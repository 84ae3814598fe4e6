//! On-disk save slot
//!
//! A save is written to `<name>.tmp`, the previous save is rotated to
//! `<name>.bak`, then the tmp file is renamed over `<name>.json`. Loads take
//! the read side of a lock and saves the write side, so a load never sees a
//! half-written slot and two saves never interleave.

use std::fs;
use std::io::ErrorKind;
use std::path::{Path, PathBuf};
use std::sync::RwLock;

use super::PersistError;
use super::envelope::{deserialize, serialize};
use crate::sim::Simulation;

pub struct SaveStore {
    save: PathBuf,
    backup: PathBuf,
    tmp: PathBuf,
    lock: RwLock<()>,
}

impl SaveStore {
    pub fn new(dir: impl AsRef<Path>, name: &str) -> Self {
        let dir = dir.as_ref();
        Self {
            save: dir.join(format!("{name}.json")),
            backup: dir.join(format!("{name}.bak")),
            tmp: dir.join(format!("{name}.tmp")),
            lock: RwLock::new(()),
        }
    }

    pub fn path(&self) -> &Path {
        &self.save
    }

    pub fn exists(&self) -> bool {
        self.save.exists() || self.backup.exists()
    }

    /// Write a snapshot, keeping the previous one as backup
    pub fn save(&self, sim: &Simulation) -> Result<(), PersistError> {
        let bytes = serialize(sim)?;
        let _guard = self.lock.write().unwrap_or_else(|e| e.into_inner());

        fs::write(&self.tmp, &bytes)?;
        if self.save.exists() {
            fs::rename(&self.save, &self.backup)?;
        }
        fs::rename(&self.tmp, &self.save)?;
        log::info!("Game saved (tick {}, {} bytes)", sim.time_ticks, bytes.len());
        Ok(())
    }

    /// Load the newest intact snapshot, falling back to the backup
    pub fn load(&self) -> Result<Simulation, PersistError> {
        let _guard = self.lock.read().unwrap_or_else(|e| e.into_inner());

        let primary = read_slot(&self.save);
        let err = match primary {
            Ok(sim) => {
                log::info!("Loaded save at tick {}", sim.time_ticks);
                return Ok(sim);
            }
            Err(e) => e,
        };
        log::warn!("Save {} unusable ({}), trying backup", self.save.display(), err);

        match read_slot(&self.backup) {
            Ok(sim) => {
                log::info!("Loaded backup at tick {}", sim.time_ticks);
                Ok(sim)
            }
            Err(PersistError::Io(e)) if e.kind() == ErrorKind::NotFound => Err(err),
            Err(backup_err) => {
                log::warn!("Backup unusable too ({})", backup_err);
                Err(err)
            }
        }
    }

    /// Remove every file of this slot
    pub fn clear(&self) -> Result<(), PersistError> {
        let _guard = self.lock.write().unwrap_or_else(|e| e.into_inner());
        for path in [&self.save, &self.backup, &self.tmp] {
            match fs::remove_file(path) {
                Ok(()) => {}
                Err(e) if e.kind() == ErrorKind::NotFound => {}
                Err(e) => return Err(e.into()),
            }
        }
        log::info!("Saved game cleared");
        Ok(())
    }
}

fn read_slot(path: &Path) -> Result<Simulation, PersistError> {
    let bytes = fs::read(path)?;
    deserialize(&bytes)
}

# # # # # # #

**PROBLEM REQUIREMENTS:**
Your answer must be the lines from the first line of the records through the line containing "never sees a", copied exactly.

**YOUR SOLUTION:**
repository 84ae3814598fe4e6
//! On-disk save slot
//!
//! A save is written to `<name>.tmp`, the previous save is rotated to
//! `<name>.bak`, then the tmp file is renamed over `<name>.json`. Loads take
//! the read side of a lock and saves the write side, so a load never sees a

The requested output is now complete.